_Activity_
Filter the listing below, copying every line in which the word "usize" appears.

_Data section_
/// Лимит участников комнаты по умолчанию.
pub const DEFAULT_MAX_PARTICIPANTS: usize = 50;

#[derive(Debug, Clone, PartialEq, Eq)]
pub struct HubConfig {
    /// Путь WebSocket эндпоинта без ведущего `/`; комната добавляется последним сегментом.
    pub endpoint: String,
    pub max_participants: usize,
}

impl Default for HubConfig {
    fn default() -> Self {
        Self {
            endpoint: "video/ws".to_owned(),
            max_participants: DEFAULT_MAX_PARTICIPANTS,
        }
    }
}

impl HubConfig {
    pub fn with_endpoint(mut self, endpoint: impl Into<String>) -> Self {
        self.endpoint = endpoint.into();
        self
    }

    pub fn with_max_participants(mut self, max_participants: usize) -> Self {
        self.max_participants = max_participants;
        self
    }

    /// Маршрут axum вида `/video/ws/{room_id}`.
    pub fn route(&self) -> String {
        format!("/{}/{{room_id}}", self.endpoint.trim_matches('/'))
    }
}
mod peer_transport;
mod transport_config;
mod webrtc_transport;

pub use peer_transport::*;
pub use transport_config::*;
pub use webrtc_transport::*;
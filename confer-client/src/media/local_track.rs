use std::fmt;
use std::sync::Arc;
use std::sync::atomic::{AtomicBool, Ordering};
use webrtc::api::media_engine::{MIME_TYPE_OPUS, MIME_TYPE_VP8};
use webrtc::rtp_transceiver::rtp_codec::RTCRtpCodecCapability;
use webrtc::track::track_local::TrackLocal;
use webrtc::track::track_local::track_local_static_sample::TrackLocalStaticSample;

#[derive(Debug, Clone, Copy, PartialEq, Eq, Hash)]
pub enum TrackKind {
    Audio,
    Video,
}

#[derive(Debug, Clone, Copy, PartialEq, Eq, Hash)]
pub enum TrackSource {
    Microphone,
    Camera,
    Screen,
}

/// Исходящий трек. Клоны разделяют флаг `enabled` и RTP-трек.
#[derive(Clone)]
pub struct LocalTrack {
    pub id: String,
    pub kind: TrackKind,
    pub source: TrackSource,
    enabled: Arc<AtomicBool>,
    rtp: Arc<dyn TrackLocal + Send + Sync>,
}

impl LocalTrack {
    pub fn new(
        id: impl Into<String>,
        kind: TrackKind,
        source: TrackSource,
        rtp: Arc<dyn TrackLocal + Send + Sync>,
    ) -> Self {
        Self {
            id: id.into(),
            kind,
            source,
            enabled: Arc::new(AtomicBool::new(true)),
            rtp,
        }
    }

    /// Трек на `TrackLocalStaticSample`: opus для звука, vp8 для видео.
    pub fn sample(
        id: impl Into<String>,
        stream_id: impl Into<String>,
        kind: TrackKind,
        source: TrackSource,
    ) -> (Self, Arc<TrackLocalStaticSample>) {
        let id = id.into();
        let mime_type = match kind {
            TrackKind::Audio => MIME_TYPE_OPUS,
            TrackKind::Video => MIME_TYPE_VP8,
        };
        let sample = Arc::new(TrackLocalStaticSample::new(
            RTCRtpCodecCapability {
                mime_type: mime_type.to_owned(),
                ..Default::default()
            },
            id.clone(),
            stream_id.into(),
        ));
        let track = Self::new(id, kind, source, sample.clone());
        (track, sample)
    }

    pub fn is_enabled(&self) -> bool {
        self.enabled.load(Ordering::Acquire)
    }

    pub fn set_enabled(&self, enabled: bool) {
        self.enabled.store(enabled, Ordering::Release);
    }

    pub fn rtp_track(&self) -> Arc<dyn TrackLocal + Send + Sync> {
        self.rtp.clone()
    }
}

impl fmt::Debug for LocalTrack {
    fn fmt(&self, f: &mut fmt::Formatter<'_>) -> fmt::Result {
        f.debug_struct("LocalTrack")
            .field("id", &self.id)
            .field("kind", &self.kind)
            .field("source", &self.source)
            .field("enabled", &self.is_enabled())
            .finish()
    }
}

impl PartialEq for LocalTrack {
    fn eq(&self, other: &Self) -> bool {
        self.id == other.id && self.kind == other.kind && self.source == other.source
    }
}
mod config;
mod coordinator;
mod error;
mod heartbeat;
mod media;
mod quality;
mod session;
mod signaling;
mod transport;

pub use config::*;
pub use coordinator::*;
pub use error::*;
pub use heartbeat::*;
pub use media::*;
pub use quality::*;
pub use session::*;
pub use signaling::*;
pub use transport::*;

...

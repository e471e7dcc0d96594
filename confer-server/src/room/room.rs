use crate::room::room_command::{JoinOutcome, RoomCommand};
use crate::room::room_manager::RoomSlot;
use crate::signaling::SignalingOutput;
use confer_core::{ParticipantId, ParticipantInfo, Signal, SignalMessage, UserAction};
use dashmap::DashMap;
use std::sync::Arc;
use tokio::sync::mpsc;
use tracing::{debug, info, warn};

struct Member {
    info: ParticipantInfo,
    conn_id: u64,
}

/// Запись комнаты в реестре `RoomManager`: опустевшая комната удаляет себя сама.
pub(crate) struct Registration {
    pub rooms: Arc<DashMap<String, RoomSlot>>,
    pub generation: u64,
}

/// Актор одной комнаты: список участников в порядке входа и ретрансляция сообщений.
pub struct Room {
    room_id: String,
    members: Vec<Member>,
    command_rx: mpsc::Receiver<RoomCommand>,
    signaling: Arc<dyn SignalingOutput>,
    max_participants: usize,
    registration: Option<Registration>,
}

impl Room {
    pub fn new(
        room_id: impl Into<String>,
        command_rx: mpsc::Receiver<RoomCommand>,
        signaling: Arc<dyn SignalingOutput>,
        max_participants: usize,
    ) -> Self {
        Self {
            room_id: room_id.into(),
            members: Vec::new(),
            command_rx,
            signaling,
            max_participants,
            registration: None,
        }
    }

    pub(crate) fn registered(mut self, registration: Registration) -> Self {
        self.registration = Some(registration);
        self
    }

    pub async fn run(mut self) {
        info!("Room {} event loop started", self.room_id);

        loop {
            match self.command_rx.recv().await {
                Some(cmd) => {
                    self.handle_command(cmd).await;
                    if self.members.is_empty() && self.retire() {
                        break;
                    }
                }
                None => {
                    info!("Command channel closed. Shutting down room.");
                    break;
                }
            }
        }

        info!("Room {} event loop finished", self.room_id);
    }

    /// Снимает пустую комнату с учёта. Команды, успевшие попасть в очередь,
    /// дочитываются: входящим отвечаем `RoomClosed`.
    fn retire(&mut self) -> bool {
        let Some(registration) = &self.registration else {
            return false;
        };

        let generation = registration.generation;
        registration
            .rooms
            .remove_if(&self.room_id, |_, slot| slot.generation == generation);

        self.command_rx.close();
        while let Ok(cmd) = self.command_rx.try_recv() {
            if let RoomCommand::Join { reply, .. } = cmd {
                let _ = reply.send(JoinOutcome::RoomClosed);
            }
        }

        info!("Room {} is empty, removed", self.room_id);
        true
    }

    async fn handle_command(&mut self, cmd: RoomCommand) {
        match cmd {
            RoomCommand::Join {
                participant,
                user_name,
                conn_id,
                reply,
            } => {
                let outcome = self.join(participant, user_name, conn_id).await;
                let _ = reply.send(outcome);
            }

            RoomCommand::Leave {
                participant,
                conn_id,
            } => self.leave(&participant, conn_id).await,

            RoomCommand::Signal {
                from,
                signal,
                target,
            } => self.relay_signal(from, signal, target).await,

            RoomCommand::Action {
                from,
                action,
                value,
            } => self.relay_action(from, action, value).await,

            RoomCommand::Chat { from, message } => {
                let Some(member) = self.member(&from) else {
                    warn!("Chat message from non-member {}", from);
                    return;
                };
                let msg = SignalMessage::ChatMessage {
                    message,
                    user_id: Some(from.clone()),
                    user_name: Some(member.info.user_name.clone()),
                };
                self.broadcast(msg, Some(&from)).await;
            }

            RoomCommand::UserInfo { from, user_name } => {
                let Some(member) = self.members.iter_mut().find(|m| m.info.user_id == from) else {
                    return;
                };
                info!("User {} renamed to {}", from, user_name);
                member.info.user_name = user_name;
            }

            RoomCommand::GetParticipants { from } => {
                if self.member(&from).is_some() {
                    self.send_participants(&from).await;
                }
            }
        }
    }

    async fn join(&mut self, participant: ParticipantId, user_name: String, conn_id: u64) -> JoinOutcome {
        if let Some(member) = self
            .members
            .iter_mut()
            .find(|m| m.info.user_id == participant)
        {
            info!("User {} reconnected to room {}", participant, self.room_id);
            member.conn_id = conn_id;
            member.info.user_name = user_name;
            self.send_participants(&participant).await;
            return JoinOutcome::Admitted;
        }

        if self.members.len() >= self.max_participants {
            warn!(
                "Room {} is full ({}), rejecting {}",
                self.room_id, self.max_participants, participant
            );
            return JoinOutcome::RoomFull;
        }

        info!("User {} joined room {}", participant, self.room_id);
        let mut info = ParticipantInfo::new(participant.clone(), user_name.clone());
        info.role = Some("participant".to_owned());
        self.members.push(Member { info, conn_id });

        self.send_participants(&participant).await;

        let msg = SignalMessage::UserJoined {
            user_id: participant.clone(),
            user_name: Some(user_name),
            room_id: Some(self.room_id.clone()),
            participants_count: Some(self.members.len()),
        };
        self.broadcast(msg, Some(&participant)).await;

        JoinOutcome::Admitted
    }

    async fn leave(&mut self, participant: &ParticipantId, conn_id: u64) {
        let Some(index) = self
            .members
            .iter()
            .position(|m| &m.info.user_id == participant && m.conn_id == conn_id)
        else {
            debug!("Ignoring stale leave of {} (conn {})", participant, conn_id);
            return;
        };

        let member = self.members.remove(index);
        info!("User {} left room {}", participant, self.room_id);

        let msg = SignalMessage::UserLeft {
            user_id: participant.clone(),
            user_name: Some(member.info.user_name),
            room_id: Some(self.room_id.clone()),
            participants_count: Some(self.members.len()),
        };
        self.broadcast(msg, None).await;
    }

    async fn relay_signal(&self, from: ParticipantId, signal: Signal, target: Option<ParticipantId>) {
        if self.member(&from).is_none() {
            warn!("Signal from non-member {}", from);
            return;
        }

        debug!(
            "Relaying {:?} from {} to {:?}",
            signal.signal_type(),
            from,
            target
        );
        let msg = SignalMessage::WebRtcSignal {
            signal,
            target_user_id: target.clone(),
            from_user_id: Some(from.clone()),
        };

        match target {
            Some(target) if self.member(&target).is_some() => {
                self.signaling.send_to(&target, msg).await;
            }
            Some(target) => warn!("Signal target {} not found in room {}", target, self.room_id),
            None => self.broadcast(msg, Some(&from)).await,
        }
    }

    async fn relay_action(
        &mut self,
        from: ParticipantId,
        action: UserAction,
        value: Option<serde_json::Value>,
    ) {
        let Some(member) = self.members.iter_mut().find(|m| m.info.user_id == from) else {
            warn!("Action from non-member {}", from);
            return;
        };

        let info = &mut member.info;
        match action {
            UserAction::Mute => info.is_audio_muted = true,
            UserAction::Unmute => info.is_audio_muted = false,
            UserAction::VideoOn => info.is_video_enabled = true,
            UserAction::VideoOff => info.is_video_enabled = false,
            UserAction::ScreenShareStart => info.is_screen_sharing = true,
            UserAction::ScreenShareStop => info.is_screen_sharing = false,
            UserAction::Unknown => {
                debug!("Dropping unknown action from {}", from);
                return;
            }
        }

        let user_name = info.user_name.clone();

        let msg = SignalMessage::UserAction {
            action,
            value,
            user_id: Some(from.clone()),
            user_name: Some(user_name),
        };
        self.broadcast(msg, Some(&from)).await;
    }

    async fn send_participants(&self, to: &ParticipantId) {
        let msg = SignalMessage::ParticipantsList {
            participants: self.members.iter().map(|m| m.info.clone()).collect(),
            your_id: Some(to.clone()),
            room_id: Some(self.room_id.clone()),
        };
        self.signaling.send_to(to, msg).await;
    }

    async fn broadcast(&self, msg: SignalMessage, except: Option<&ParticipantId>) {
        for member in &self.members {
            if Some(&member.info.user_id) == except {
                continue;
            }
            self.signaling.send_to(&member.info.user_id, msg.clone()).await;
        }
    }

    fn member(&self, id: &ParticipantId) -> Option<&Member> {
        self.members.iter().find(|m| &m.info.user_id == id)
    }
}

_Your response_
pub const DEFAULT_MAX_PARTICIPANTS: usize = 50;
    pub max_participants: usize,
    pub fn with_max_participants(mut self, max_participants: usize) -> Self {
    max_participants: usize,
        max_participants: usize,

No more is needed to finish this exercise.